Southcentral and Southwest Alaska Forecast Discussion
National Weather Service Anchorage AK
455 AM AKST Sat Jan 21 2017


A frontal band extends from the eastern Susitna Valley south
across the Anchorage area and Kenai Peninsula and through the
western Gulf. Several small waves have rippled north up this band
with the current one crossing the Kenai Peninsula early this
morning. Snow totals have been rather high along the southeastern
side the Kenai Peninsula where southerly flow is being
orographically enhanced as it comes in off of the Gulf and hits
the mountains and also convergences with the cold low level
offshore northerly drainage winds. Additionally, there is enough
instability associated with this system to have produced isolated
thunderstorms embedded in the snow along the coast near Seward.

Further north and inland, the snow fall has been continuing
steadily though generally more lightly. A strong high centered
over the Yukon Territory is keeping the band from progressing to
the east, while the arctic trough digging in over western Alaska
is holding it in place from the west. Over the central and
eastern Bering, cold north to northwesterly flow continues to
generate instability showers while a weakening frontal system
lifts north across the western Aleutians. A significantly stronger
Pacific frontal system is in the process of spinning up out near
40N 160E.



Models are in excellent agreement regarding the powerful frontal
system and north Pacific low which will track across the Aleutians
and Alaska Peninsula this weekend as well as with other large
scale synoptic features.
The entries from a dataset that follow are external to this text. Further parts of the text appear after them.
//! mockmind: Mock-interview practice server
//!
//! This crate drives a multi-turn interview against an LLM backend: it asks an
//! initial question, evaluates each spoken/typed answer, decides whether the
//! interview should continue, generates follow-up questions and finally a
//! scored report. Session state is cached in memory and persisted to disk so an
//! interview survives a server restart.

pub mod config;
pub mod engine;
pub mod error;
pub mod generation;
pub mod providers;
pub mod server;
pub mod storage;
pub mod types;
pub mod validation;

pub use config::MockMindConfig;
pub use engine::{ContinuationPolicy, InterviewEngine, StartedInterview, TurnOutcome};
pub use error::{Error, Result};
pub use storage::SessionStore;
pub use types::{
    report::{CategoryScores, QaPair, Report},
    session::{Answer, Evaluation, Level, Question, Session, SessionStatus},
};
//! Ollama completion backend

use async_trait::async_trait;
use reqwest::{Client, StatusCode};
use serde::{Deserialize, Serialize};
use std::time::Duration;

use crate::config::LlmConfig;
use crate::error::{Error, Result};

use super::llm::{transport_error, ConnectionStatus, GenerateOptions, LlmProvider};

/// Ollama API client
pub struct OllamaProvider {
    /// HTTP client
    client: Client,
    base_url: String,
    model: String,
    discovery_timeout: Duration,
}

#[derive(Serialize)]
struct GenerateRequest<'a> {
    model: &'a str,
    prompt: &'a str,
    stream: bool,
    format: &'static str,
    options: &'a GenerateOptions,
}

#[derive(Deserialize)]
struct GenerateResponse {
    #[serde(default)]
    response: String,
}

#[derive(Deserialize)]
struct TagsResponse {
    #[serde(default)]
    models: Vec<ModelTag>,
}

#[derive(Deserialize)]
struct ModelTag {
    name: String,
}

impl OllamaProvider {
    /// Create a new Ollama provider
    pub fn new(config: &LlmConfig) -> Self {
        let client = Client::builder()
            .timeout(config.timeout())
            .pool_max_idle_per_host(5)
            .build()
            .expect("Failed to create HTTP client");

        Self {
            client,
            base_url: config.base_url.trim_end_matches('/').to_string(),
            model: config.model.clone(),
            discovery_timeout: Duration::from_secs(config.connect_timeout_secs),
        }
    }

    /// Tag prefix used to match the configured model in `/api/tags`
    fn model_family(&self) -> &str {
        self.model.split(':').next().unwrap_or(&self.model)
    }
}

#[async_trait]
impl LlmProvider for OllamaProvider {
    async fn complete(&self, prompt: &str, options: &GenerateOptions) -> Result<String> {
        let url = format!("{}/api/generate", self.base_url);
        let request = GenerateRequest {
            model: &self.model,
            prompt,
            stream: false,
            format: "json",
            options,
        };

        let response = self
            .client
            .post(&url)
            .json(&request)
            .send()
            .await
            .map_err(|e| transport_error("Ollama", &self.base_url, e))?;

        let status = response.status();
        if status == StatusCode::TOO_MANY_REQUESTS {
            return Err(Error::RateLimited("Ollama returned HTTP 429".to_string()));
        }
        if !status.is_success() {
            let body = response.text().await.unwrap_or_default();
            return Err(Error::llm(format!(
                "Ollama generation failed: HTTP {} - {}",
                status, body
            )));
        }

        let generated: GenerateResponse = response
            .json()
            .await
            .map_err(|e| transport_error("Ollama", &self.base_url, e))?;

        tracing::debug!("Received {} chars from Ollama", generated.response.len());
        Ok(generated.response)
    }

    async fn test_connection(&self) -> ConnectionStatus {
        let url = format!("{}/api/tags", self.base_url);

        let result = async {
            let response = self
                .client
                .get(&url)
                .timeout(self.discovery_timeout)
                .send()
                .await?
                .error_for_status()?;
            response.json::<TagsResponse>().await
        }
        .await;

        match result {
            Ok(tags) => {
                let family = self.model_family();
                let available = tags.models.iter().any(|m| m.name.contains(family));
                ConnectionStatus::connected(&self.model, available)
            }
            Err(e) => {
                tracing::error!("Ollama connection test failed: {}", e);
                ConnectionStatus::failed(&self.model, e.to_string())
            }
        }
    }

    fn name(&self) -> &str {
        "ollama"
    }

    fn model(&self) -> &str {
        &self.model
    }
}
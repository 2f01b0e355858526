//! HTTP server for the interview API

pub mod routes;
pub mod state;

use axum::{http::StatusCode, response::IntoResponse, routing::get, Json, Router};
use serde_json::json;
use std::net::SocketAddr;
use tower_http::{
    cors::{Any, CorsLayer},
    trace::TraceLayer,
};

use crate::config::MockMindConfig;
use crate::error::{Error, Result};
use state::AppState;

/// Interview HTTP server
pub struct MockMindServer {
    config: MockMindConfig,
    state: AppState,
}

impl MockMindServer {
    /// Create a server with the provider selected by configuration
    pub fn new(config: MockMindConfig) -> Result<Self> {
        let state = AppState::new(config.clone())?;
        Ok(Self { config, state })
    }

    /// Create a server around prepared state
    pub fn with_state(state: AppState) -> Self {
        Self {
            config: state.config().clone(),
            state,
        }
    }

    pub fn state(&self) -> &AppState {
        &self.state
    }

    /// Build the router with all routes
    pub fn build_router(&self) -> Router {
        let router = Router::new()
            .route("/health", get(health_check))
            .nest("/api", routes::api_routes())
            .fallback(route_not_found)
            .with_state(self.state.clone())
            .layer(TraceLayer::new_for_http());

        if self.config.server.enable_cors {
            let cors = CorsLayer::new()
                .allow_origin(Any)
                .allow_methods(Any)
                .allow_headers(Any);
            router.layer(cors)
        } else {
            router
        }
    }

    /// Start the server
    pub async fn start(self) -> Result<()> {
        let addr: SocketAddr = self
            .address()
            .parse()
            .map_err(|e| Error::Config(format!("Invalid address: {}", e)))?;

        let router = self.build_router();
        let _cleanup = self.state.store().spawn_cleanup();

        tracing::info!("Starting interview server on http://{}", addr);

        let listener = tokio::net::TcpListener::bind(addr)
            .await
            .map_err(|e| Error::Config(format!("Failed to bind: {}", e)))?;

        axum::serve(listener, router)
            .await
            .map_err(|e| Error::Internal(format!("Server error: {}", e)))?;

        Ok(())
    }

    /// Get the server address
    pub fn address(&self) -> String {
        format!("{}:{}", self.config.server.host, self.config.server.port)
    }
}

/// Liveness probe
async fn health_check() -> Json<serde_json::Value> {
    Json(json!({
        "success": true,
        "message": "MockMind server is running",
        "timestamp": chrono::Utc::now().to_rfc3339(),
    }))
}

async fn route_not_found() -> impl IntoResponse {
    (
        StatusCode::NOT_FOUND,
        Json(json!({
            "success": false,
            "error": "Route not found",
        })),
    )
}
//! Prompt construction and structured LLM generation

pub mod json;
pub mod prompt;
pub mod structured;

pub use json::extract_json;
pub use prompt::PromptBuilder;
pub use structured::{Generation, LlmGateway, RetryPolicy};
The smaller scale features within the
north to south running frontal band conveying moisture from the
Gulf into Southcentral Alaska remain more of a challenge with
model differences continuing regarding how long the frontal band
will last and how much more snow it will produce.



PANC...IFR snow is expected to continue into this afternoon with
brief periods of LIFR possible during heavier snowfall. Snow will
begin tapering off late this afternoon and evening with conditions
gradually improving to MVFR and then VFR. Occasional Light snow
however will remain possible at time tonight into Sunday.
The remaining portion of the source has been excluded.